I’m liveblogging the first meeting of the new Board on Research Data and Information today and yesterday. Standard liveblogging disclaimers apply. The presentation slides are on the meeting site. Because some of the slides are online, I’ll focus on what’s not on the slides.
We want to make a 2-3 page document for policymakers. We want to point out that the last 8 years of neglecting science have coincided with massive growth of data. “You can’t do evidence-based policymaking without evidence.”
We have to communicate the huge expense in waiting to act. There’s a shift to how computing is done and how science is done. Doing it right from the start could save us lots of money.
Maybe we should analyze the stimulus and spending priorities to see how to make it relevant and urgent.
In the stimulus (Senate), $3b for NSF and $2b for increasing the number of people in science. And we have to spend in 180 days. But people haven’t filed bold new proposals.
Purpose of the note is to get the attention of a few top-level people. Principle purpose is to establish a relationship. Don’t need to cram it with info.
Is there any way that this can influence the billions that NSF will have in 180 days?
We could get attention by saying, we’re drowning in data. But unlikely that NSF will want to give us money.
I disagree — we could give NSF cover for why they should throw money at this. Everyone else will be arguing for why they should get the money.
We’ll do an introductory note, followed up by an overview of what we’re working on. After that, what topics will we look at? I’ve heard a suggestion for studying the economic [and social?] value of data. Second, generally scientists manage their own data or nobody does — what does the right structure look like? Who pays for it, what are the incentive structures, etc.
In government, it’s important to have a clear vision to motivate people throughout the government. We don’t have that here.
There are some disciplinary differences worth mentioning — e.g. data from Antarctica. How to take examples and expand applicability, pushing envelope toward vision of science (and its data) as a global commons?
Getting funds for data storage isn’t hard. It’s getting information for decision-making out of data that matters.

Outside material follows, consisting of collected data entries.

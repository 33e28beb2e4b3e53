//! Reading OBJ scenes into plain arrays, ready for upload.
//!
//! Faces are triangulated and position/UV indices are merged into a single index stream per
//! mesh. The importer guarantees that every mesh's material index is valid.

use std::path::{Path, PathBuf};

use glam::Vec3;

use crate::config;

#[derive(Clone, Debug, PartialEq)]
pub struct ImportedMesh {
    pub name: String,
    /// 3 floats per vertex.
    pub positions: Vec<f32>,
    /// 2 floats per vertex, with V flipped so row 0 of the image is the top of the texture.
    pub uvs: Option<Vec<f32>>,
    pub indices: Vec<u32>,
    pub material_index: usize,
}

impl ImportedMesh {
    pub fn vertex_count(&self) -> usize {
        self.positions.len() / 3
    }
}

#[derive(Clone, Debug, PartialEq)]
pub struct ImportedMaterial {
    pub name: String,
    pub diffuse_color: Vec3,
    /// Resolved relative to the directory of the scene file.
    pub diffuse_texture: Option<PathBuf>,
}

impl ImportedMaterial {
    fn fallback() -> Self {
        Self {
            name: "DefaultMaterial".to_string(),
            diffuse_color: config::DEFAULT_DIFFUSE,
            diffuse_texture: None,
        }
    }
}

/// Everything the importer read from a scene file.
#[derive(Clone, Debug, Default, PartialEq)]
pub struct ImportedScene {
    pub meshes: Vec<ImportedMesh>,
    pub materials: Vec<ImportedMaterial>,
}

/// Reads the OBJ file at `path` along with its material library.
///
/// A missing material library is only a warning; the meshes then use a default material.
pub fn import(path: &Path) -> Result<ImportedScene, String> {
    let (models, materials) = tobj::load_obj(
        path,
        &tobj::LoadOptions {
            triangulate: true,
            single_index: true,
            ..Default::default()
        },
    )
    .map_err(|e| format!("Error loading model {}: {e}", path.display()))?;

    let materials = materials.unwrap_or_else(|e| {
        log::warn!("Could not load materials for {}: {e}", path.display());
        Vec::new()
    });

    let base_dir = path.parent().unwrap_or_else(|| Path::new(""));
    let mut materials: Vec<ImportedMaterial> = materials
        .into_iter()
        .map(|material| ImportedMaterial {
            diffuse_color: material
                .diffuse
                .map(Vec3::from)
                .unwrap_or(config::DEFAULT_DIFFUSE),
            diffuse_texture: material
                .diffuse_texture
                .filter(|texture| !texture.is_empty())
                .map(|texture| base_dir.join(texture)),
            name: material.name,
        })
        .collect();

    let mut fallback = None;
    let meshes = models
        .into_iter()
        .map(|model| {
            let mesh = model.mesh;
            let material_index = match mesh.material_id {
                Some(index) if index < materials.len() => index,
                other => {
                    if let Some(index) = other {
                        log::warn!("Mesh '{}' references missing material {index}", model.name);
                    }
                    *fallback.get_or_insert_with(|| {
                        materials.push(ImportedMaterial::fallback());
                        materials.len() - 1
                    })
                }
            };

            let vertex_count = mesh.positions.len() / 3;
            let uvs = (mesh.texcoords.len() == vertex_count * 2 && vertex_count > 0).then(|| {
                mesh.texcoords
                    .chunks_exact(2)
                    .flat_map(|uv| [uv[0], 1.0 - uv[1]])
                    .collect()
            });

            ImportedMesh {
                name: model.name,
                positions: mesh.positions,
                uvs,
                indices: mesh.indices,
                material_index,
            }
        })
        .collect();

    Ok(ImportedScene { meshes, materials })
}

#[cfg(test)]
mod tests {
    use std::fs;

    use super::*;

    /// A scratch directory under the system temp dir, removed on drop.
    struct ScratchDir(PathBuf);

    impl ScratchDir {
        fn new(name: &str) -> Self {
            let dir = std::env::temp_dir()
                .join(format!("crate-viewer-{name}-{}", std::process::id()));
            fs::create_dir_all(&dir).unwrap();
            Self(dir)
        }

        fn write(&self, file: &str, contents: &str) -> PathBuf {
            let path = self.0.join(file);
            fs::write(&path, contents).unwrap();
            path
        }
    }

    impl Drop for ScratchDir {
        fn drop(&mut self) {
            let _ = fs::remove_dir_all(&self.0);
        }
    }

    const QUAD_OBJ: &str = "\
mtllib quad.mtl
o Quad
v 0.0 0.0 0.0
v 1.0 0.0 0.0
v 1.0 1.0 0.0
v 0.0 1.0 0.0
vt 0.0 0.0
vt 1.0 0.0
vt 1.0 1.0
vt 0.0 1.0
usemtl Painted
f 1/1 2/2 3/3 4/4
";

    const QUAD_MTL: &str = "\
newmtl Painted
Kd 1.0 0.5 0.25
map_Kd paint.png
";

    #[test]
    fn test_import_textured_quad() {
        let dir = ScratchDir::new("quad");
        dir.write("quad.mtl", QUAD_MTL);
        let path = dir.write("quad.obj", QUAD_OBJ);

        let scene = import(&path).unwrap();
        assert_eq!(scene.meshes.len(), 1);
        assert_eq!(scene.materials.len(), 1);

        let mesh = &scene.meshes[0];
        assert_eq!(mesh.vertex_count(), 4);
        assert_eq!(mesh.indices.len(), 6);
        assert!(mesh.indices.iter().all(|&i| (i as usize) < mesh.vertex_count()));

        let uvs = mesh.uvs.as_ref().unwrap();
        assert_eq!(uvs.len(), 8);
        // V is flipped: every v is 0 or 1, so flipping maps the set onto itself per vertex.
        for (vertex, uv) in mesh.positions.chunks(3).zip(uvs.chunks(2)) {
            assert_eq!(uv[0], vertex[0]);
            assert_eq!(uv[1], 1.0 - vertex[1]);
        }

        let material = &scene.materials[mesh.material_index];
        assert_eq!(material.name, "Painted");
        assert_eq!(material.diffuse_color, Vec3::new(1.0, 0.5, 0.25));
        assert_eq!(material.diffuse_texture, Some(dir.0.join("paint.png")));
    }

    #[test]
    fn test_mesh_without_material_gets_default() {
        let dir = ScratchDir::new("bare");
        let path = dir.write(
            "bare.obj",
            "v 0 0 0\nv 1 0 0\nv 0 1 0\nf 1 2 3\n",
        );

        let scene = import(&path).unwrap();
        assert_eq!(scene.meshes.len(), 1);
        assert_eq!(scene.meshes[0].uvs, None);
        assert_eq!(scene.meshes[0].indices, vec![0, 1, 2]);
        assert_eq!(scene.materials, vec![ImportedMaterial::fallback()]);
        assert_eq!(scene.meshes[0].material_index, 0);
    }

    #[test]
    fn test_missing_material_library_is_not_fatal() {
        let dir = ScratchDir::new("nomtl");
        let path = dir.write("nomtl.obj", QUAD_OBJ);

        let scene = import(&path).unwrap();
        assert_eq!(scene.meshes.len(), 1);
        for mesh in &scene.meshes {
            assert!(mesh.material_index < scene.materials.len());
        }
        assert_eq!(scene.materials[scene.meshes[0].material_index].diffuse_texture, None);
    }

    #[test]
    fn test_meshes_share_one_default_material() {
        let dir = ScratchDir::new("shared");
        let path = dir.write(
            "shared.obj",
            "o A\nv 0 0 0\nv 1 0 0\nv 0 1 0\nf 1 2 3\no B\nv 0 0 1\nv 1 0 1\nv 0 1 1\nf 4 5 6\n",
        );

        let scene = import(&path).unwrap();
        assert_eq!(scene.meshes.len(), 2);
        assert_eq!(scene.materials.len(), 1);
        assert!(scene.meshes.iter().all(|mesh| mesh.material_index == 0));
    }

    #[test]
    fn test_shipped_crate_model() {
        let path = Path::new(env!("CARGO_MANIFEST_DIR")).join(config::MODEL_PATH);
        let scene = import(&path).unwrap();

        assert_eq!(scene.meshes.len(), 1);
        let mesh = &scene.meshes[0];
        assert_eq!(mesh.indices.len(), 6 * 2 * 3);
        assert!(mesh.uvs.is_some());

        let texture = scene.materials[mesh.material_index]
            .diffuse_texture
            .as_ref()
            .unwrap();
        assert!(texture.ends_with("crate.png"));
        let image = crate::abs::TextureImage::load(texture).unwrap();
        assert!(image.format.upload().is_some());
    }

    #[test]
    fn test_missing_file_is_an_error() {
        let dir = ScratchDir::new("missing");
        assert!(import(&dir.0.join("nope.obj")).is_err());
    }
}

It’s not about the data — it’s about what the data enables. It’s a means to an end.
Focus on evidence-driven policy is good.
What about improving education through the use of scientific data? There’s also issues of privacy, confidentiality, interoperability.
There’s a lot happening on confidentiality — maybe best to wait.
Also other work happening on best practices for data lifecycle — wait here? Blue Ribbon Task Force on Sustainable Repositories, report on distributed stewardship.
Then how do we answer the question of “what do I do with my data”?
There’s so much to lifecycle — we’ll probably break it out into sub-topics.
The current budget is to support 2 symposia a year.
What about work on a vision statement?
We could do a public wiki.
No, we can’t let the public write it on a wiki.
Maybe we could get ideas on the wiki?
Sure, we could get contributions on a wiki.
What about a consensus study?
If we’re going to do that, we’ll get separate funding.
What about scientific data for education?
That was a recommendation to NSF in the cyberlearning report. Is that the best use of our time?
BRDI should include the possibility of data and information serving education as well as research, and look for ways to do that. I suggest that we consider that in everything we do.
Is this a good topic for a symposium?
We could use the symposia to get information to decide how to address these topics — to better define what we want to do.
We can look at successes and failures.
We could probably get joint sponsorship for something on data and open learning with NSF, Hewlett, MacArthur.
We should come up with criteria to decide where we want to put our time.
On the question of privacy, et al. — I don’t think it’s all taken care of. There’s a broader issue: how to overcome the barriers to integrating datasets. That’s the way to look at it. If we could generate a how-to document, it’d be very useful.
There are some interesting computer science questions there.
What are some of the barriers we might include in such a study? Privacy and security, but also IP, cultural issues, statutes, rules on data matching.
How-to manual is exactly what we’re looking for.
This is about federal data?
No, this is about data where people want to share something but there are some difficulties.
There are tools now to do anonymous matching from different data sets, pulling data without combining them.
There’s a way to check who’s checked into a hotel, without the hotel sharing its list or you sharing your list of who you’re looking for.